§ **DIRECTIONS FOR THIS TASK**
How many lines in the data hold the string "crate"? State the number alone.

§ **Stored data**
•••••
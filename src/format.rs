// Output formats
// The `@name` filters and the escaping they apply inside interpolated strings

use base64::alphabet;
use base64::engine::{DecodePaddingMode, GeneralPurpose, GeneralPurposeConfig};
use base64::Engine;

use crate::utils::{describe, to_text};
use crate::value::JValue;
use crate::vm::Exn;

/// Standard alphabet; decoding accepts input with or without padding.
const BASE64: GeneralPurpose = GeneralPurpose::new(
    &alphabet::STANDARD,
    GeneralPurposeConfig::new().with_decode_padding_mode(DecodePaddingMode::Indifferent),
);

#[derive(Debug, Clone, Copy, PartialEq, Eq)]
pub(crate) enum Format {
    Text,
    Json,
    Html,
    Uri,
    Csv,
    Tsv,
    Sh,
    Base64,
    Base64d,
}

impl Format {
    /// Format for `@name`, without the `@`.
    pub(crate) fn from_name(name: &str) -> Option<Format> {
        Some(match name {
            "text" => Format::Text,
            "json" => Format::Json,
            "html" => Format::Html,
            "uri" => Format::Uri,
            "csv" => Format::Csv,
            "tsv" => Format::Tsv,
            "sh" => Format::Sh,
            "base64" => Format::Base64,
            "base64d" => Format::Base64d,
            _ => return None,
        })
    }

    pub(crate) fn apply(&self, value: &JValue) -> Result<String, Exn> {
        match self {
            Format::Text => Ok(to_text(value)),
            Format::Json => Ok(value.to_string()),
            Format::Html => Ok(html(&to_text(value))),
            Format::Uri => Ok(uri(&to_text(value))),
            Format::Csv => row(value, "csv", ",", csv_field),
            Format::Tsv => row(value, "tsv", "\t", tsv_field),
            Format::Sh => match value {
                JValue::Array(items) => {
                    let quoted = items.iter().map(sh_word).collect::<Result<Vec<_>, _>>()?;
                    Ok(quoted.join(" "))
                }
                other => sh_word(other),
            },
            Format::Base64 => Ok(BASE64.encode(to_text(value))),
            Format::Base64d => {
                let text = to_text(value);
                let bytes = BASE64
                    .decode(text.trim_end())
                    .map_err(|_| Exn::msg(format!("{} is not valid base64 data", describe(value))))?;
                Ok(String::from_utf8_lossy(&bytes).into_owned())
            }
        }
    }
}

fn html(s: &str) -> String {
    let mut out = String::with_capacity(s.len());
    for c in s.chars() {
        match c {
            '<' => out.push_str("&lt;"),
            '>' => out.push_str("&gt;"),
            '&' => out.push_str("&amp;"),
            '\'' => out.push_str("&#39;"),
            '"' => out.push_str("&quot;"),
            c => out.push(c),
        }
    }
    out
}

fn uri(s: &str) -> String {
    let mut out = String::with_capacity(s.len());
    for b in s.bytes() {
        if b.is_ascii_alphanumeric() || matches!(b, b'-' | b'_' | b'.' | b'~') {
            out.push(b as char);
        } else {
            out.push_str(&format!("%{:02X}", b));
        }
    }
    out
}

fn row(value: &JValue, name: &str, sep: &str, field: fn(&JValue) -> Option<String>) -> Result<String, Exn> {
    let JValue::Array(items) = value else {
        return Err(Exn::msg(format!(
            "{} cannot be {}-formatted, only an array can be",
            describe(value),
            name
        )));
    };
    let fields = items
        .iter()
        .map(|item| {
            field(item).ok_or_else(|| Exn::msg(format!("{} is not valid in a {} row", describe(item), name)))
        })
        .collect::<Result<Vec<_>, _>>()?;
    Ok(fields.join(sep))
}

/// Scalars other than strings, as they appear in a csv or tsv row.
fn plain_field(value: &JValue) -> Option<String> {
    match value {
        JValue::Null => Some(String::new()),
        JValue::Bool(_) | JValue::Number(_) => Some(value.to_string()),
        _ => None,
    }
}

fn csv_field(value: &JValue) -> Option<String> {
    match value {
        JValue::String(s) => Some(format!("\"{}\"", s.replace('"', "\"\""))),
        other => plain_field(other),
    }
}

fn tsv_field(value: &JValue) -> Option<String> {
    match value {
        JValue::String(s) => {
            let mut out = String::with_capacity(s.len());
            for c in s.chars() {
                match c {
                    '\\' => out.push_str("\\\\"),
                    '\t' => out.push_str("\\t"),
                    '\n' => out.push_str("\\n"),
                    '\r' => out.push_str("\\r"),
                    c => out.push(c),
                }
            }
            Some(out)
        }
        other => plain_field(other),
    }
}

fn sh_word(value: &JValue) -> Result<String, Exn> {
    match value {
        JValue::String(s) => Ok(format!("'{}'", s.replace('\'', "'\\''"))),
        JValue::Array(_) | JValue::Object(_) => Err(Exn::msg(format!(
            "{} can not be escaped for shell",
            describe(value)
        ))),
        other => Ok(other.to_string()),
    }
}

#[cfg(test)]
mod tests {
    use super::*;
    use crate::jvalue;

    fn apply(name: &str, value: JValue) -> String {
        Format::from_name(name).unwrap().apply(&value).unwrap()
    }

    fn apply_err(name: &str, value: JValue) -> String {
        match Format::from_name(name).unwrap().apply(&value) {
            Err(Exn::Error(JValue::String(msg))) => msg.to_string(),
            other => panic!("expected an error, got {:?}", other),
        }
    }

    #[test]
    fn test_from_name() {
        assert_eq!(Format::from_name("csv"), Some(Format::Csv));
        assert_eq!(Format::from_name("base32"), None);
    }

    #[test]
    fn test_text_and_json() {
        assert_eq!(apply("text", jvalue!("a\"b")), "a\"b");
        assert_eq!(apply("json", jvalue!("a\"b")), "\"a\\\"b\"");
        assert_eq!(apply("text", jvalue!([1, null])), "[1,null]");
    }

    #[test]
    fn test_html_and_uri() {
        assert_eq!(apply("html", jvalue!("<a href='x'>&</a>")), "&lt;a href=&#39;x&#39;&gt;&amp;&lt;/a&gt;");
        assert_eq!(apply("uri", jvalue!("a b/ü~")), "a%20b%2F%C3%BC~");
    }

    #[test]
    fn test_csv_and_tsv() {
        assert_eq!(apply("csv", jvalue!([1, "a\"b", null, true])), "1,\"a\"\"b\",,true");
        assert_eq!(apply("tsv", jvalue!(["a\tb", "c\\d", 2])), "a\\tb\tc\\\\d\t2");
        assert_eq!(apply_err("csv", jvalue!([[1]])), "array ([1]) is not valid in a csv row");
        assert_eq!(
            apply_err("tsv", jvalue!("x")),
            "string (\"x\") cannot be tsv-formatted, only an array can be"
        );
    }

    #[test]
    fn test_sh() {
        assert_eq!(apply("sh", jvalue!("it's")), "'it'\\''s'");
        assert_eq!(apply("sh", jvalue!(["a b", 1, null])), "'a b' 1 null");
        assert_eq!(apply_err("sh", jvalue!([{}])), "object ({}) can not be escaped for shell");
    }

    #[test]
    fn test_base64() {
        assert_eq!(apply("base64", jvalue!("hello")), "aGVsbG8=");
        assert_eq!(apply("base64d", jvalue!("aGVsbG8=")), "hello");
        assert_eq!(apply("base64d", jvalue!("aGVsbG8")), "hello");
        assert_eq!(apply_err("base64d", jvalue!("!!")), "string (\"!!\") is not valid base64 data");
    }
}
•••••
§ **TASK SOLUTION**
7